O WeWork conta com 30 espaços de co-working. Foto: Divulgação.

O WeWork, uma plataforma avaliada em US$ 1,5 bilhão que oferece espaços de coworking para startups e freelancers, lançou uma nova rede social. A WeWork Commons é uma rede profissional com foco na troca de experiências.

O objetivo, segundo a empresa, é levar a sensação de trabalhar nos escritórios físicos do WeWork para qualquer um, em qualquer lugar, por uma assinatura de US$ 45 ao mês.

O serviço online permite que os membros - muitos deles empresários e profissionais de tecnologia - troquem experiências e conselhos, encontrem eventos, busquem um espaço de trabalho para alugar e acessem serviços de negócios com desconto. 

Este o tipo de benefício já é familiar para os mais de 15 mil inquilinos que o WeWork já alcançou, segundo o Wired. Agora, a empresa está abrindo essa possibilidade para quem não utiliza seus espaços de coworking.

No WeWork Commons, os membros podem acessar o serviço na web ou no aplicativo móvel e se conectar com outras pessoas de seus setores e ver um feed de notícias com as conversas entre os demais membros. 

É ali que eles vão ver as pessoas pedindo conselhos, feedback sobre um trabalho, referências e muito mais. 

A assinatura também vem com dois créditos por mês que os membros podem usar para reservar salas de conferência ou espaços de escritório em um dos locais físicos do WeWork. 

Os membros também tem acesso a benefícios como o seguro de saúde de baixo custo do Trinet e desconto para hospedagem web da Rackspace.

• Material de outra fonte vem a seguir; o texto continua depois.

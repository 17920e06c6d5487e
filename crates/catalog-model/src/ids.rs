use std::borrow::Borrow;
use std::fmt;

use serde::{Deserialize, Serialize};

use crate::ModelError;

/// Unique key of a catalog item.
///
/// Always trimmed and non-empty.
#[derive(Debug, Clone, PartialEq, Eq, PartialOrd, Ord, Hash, Serialize, Deserialize)]
#[serde(try_from = "String", into = "String")]
pub struct ItemId(String);

impl ItemId {
    pub fn new(value: impl Into<String>) -> Result<Self, ModelError> {
        let value = value.into();
        let trimmed = value.trim();
        if trimmed.is_empty() {
            return Err(ModelError::EmptyItemId(value));
        }
        Ok(Self(trimmed.to_string()))
    }

    pub fn as_str(&self) -> &str {
        &self.0
    }
}

impl fmt::Display for ItemId {
    fn fmt(&self, f: &mut fmt::Formatter<'_>) -> fmt::Result {
        f.write_str(&self.0)
    }
}

impl Borrow<str> for ItemId {
    fn borrow(&self) -> &str {
        &self.0
    }
}

impl TryFrom<String> for ItemId {
    type Error = ModelError;

    fn try_from(value: String) -> Result<Self, Self::Error> {
        Self::new(value)
    }
}

impl From<ItemId> for String {
    fn from(id: ItemId) -> Self {
        id.0
    }
}

#[cfg(test)]
mod tests {
    use super::*;

    #[test]
    fn trims_surrounding_whitespace() {
        let id = ItemId::new("  salto-del-laja ").unwrap();
        assert_eq!(id.as_str(), "salto-del-laja");
    }

    #[test]
    fn rejects_blank_ids() {
        assert_eq!(
            ItemId::new("   "),
            Err(ModelError::EmptyItemId("   ".to_string()))
        );
    }

    #[test]
    fn deserialize_validates() {
        let parsed: Result<ItemId, _> = serde_json::from_str("\"\"");
        assert!(parsed.is_err());
        let parsed: ItemId = serde_json::from_str("\"abc\"").unwrap();
        assert_eq!(parsed.as_str(), "abc");
    }
}
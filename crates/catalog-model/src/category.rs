//! Closed category set.

use std::fmt;
use std::str::FromStr;

use serde::{Deserialize, Serialize};

use crate::ModelError;

/// Top-level destination category.
///
/// Display labels are not part of the model; they are looked up by the
/// presentation layer using [`Category::as_str`] as the key.
#[derive(Debug, Clone, Copy, PartialEq, Eq, PartialOrd, Ord, Hash, Serialize, Deserialize)]
#[serde(rename_all = "lowercase")]
pub enum Category {
    Nature,
    Heritage,
    Culture,
    Gastronomy,
    Urban,
}

impl Category {
    /// All categories in display order.
    pub const fn all() -> &'static [Category] {
        &[
            Self::Nature,
            Self::Heritage,
            Self::Culture,
            Self::Gastronomy,
            Self::Urban,
        ]
    }

    /// Stable lowercase key (also the wire value).
    pub fn as_str(&self) -> &'static str {
        match self {
            Self::Nature => "nature",
            Self::Heritage => "heritage",
            Self::Culture => "culture",
            Self::Gastronomy => "gastronomy",
            Self::Urban => "urban",
        }
    }

    /// Accent colour for map markers.
    pub fn marker_color(&self) -> &'static str {
        match self {
            Self::Nature => "#4CAF50",
            Self::Heritage => "#795548",
            Self::Culture => "#673AB7",
            Self::Gastronomy => "#FF9800",
            Self::Urban => "#607D8B",
        }
    }
}

impl fmt::Display for Category {
    fn fmt(&self, f: &mut fmt::Formatter<'_>) -> fmt::Result {
        f.write_str(self.as_str())
    }
}

impl FromStr for Category {
    type Err = ModelError;

    fn from_str(s: &str) -> Result<Self, Self::Err> {
        let key = s.trim().to_ascii_lowercase();
        Self::all()
            .iter()
            .copied()
            .find(|category| category.as_str() == key)
            .ok_or_else(|| ModelError::UnknownCategory(s.to_string()))
    }
}

#[cfg(test)]
mod tests {
    use super::*;

    #[test]
    fn parses_case_insensitively() {
        assert_eq!(" Nature ".parse::<Category>(), Ok(Category::Nature));
        assert_eq!("URBAN".parse::<Category>(), Ok(Category::Urban));
    }

    #[test]
    fn unknown_category_is_an_error() {
        assert_eq!(
            "beaches".parse::<Category>(),
            Err(ModelError::UnknownCategory("beaches".to_string()))
        );
    }

    #[test]
    fn wire_value_matches_key() {
        for category in Category::all() {
            let json = serde_json::to_string(category).unwrap();
            assert_eq!(json, format!("\"{}\"", category.as_str()));
        }
    }
}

O Wired afirma que o WeWork não tem a ilusão de que esta nova rede social vá se tornar o próximo LinkedIn, que já é um negócio enorme, próspero e incomparável como ferramenta de recrutamento. 

No entanto, diz Kakul Srivastava, CPO do WeWork, pelo tamanho alcançou, o LinkedIn se tornou um lugar em que é difícil fazer outras coisas além do recrutamento. 

Por isso, o WeWork Commons vai ser quase o anti-LinkedIn, uma pequena comunidade de pessoas que ainda estão nos estágios iniciais de construção de algo novo e querem ajudar uns aos outros.

Sobre o preço da mensalidade, Srivastava afirma que o objetivo da empresa não é construir a maior rede social do mundo.

"Nossa rede é focada em um determinado tipo de pessoa. Não é para todos”, completa.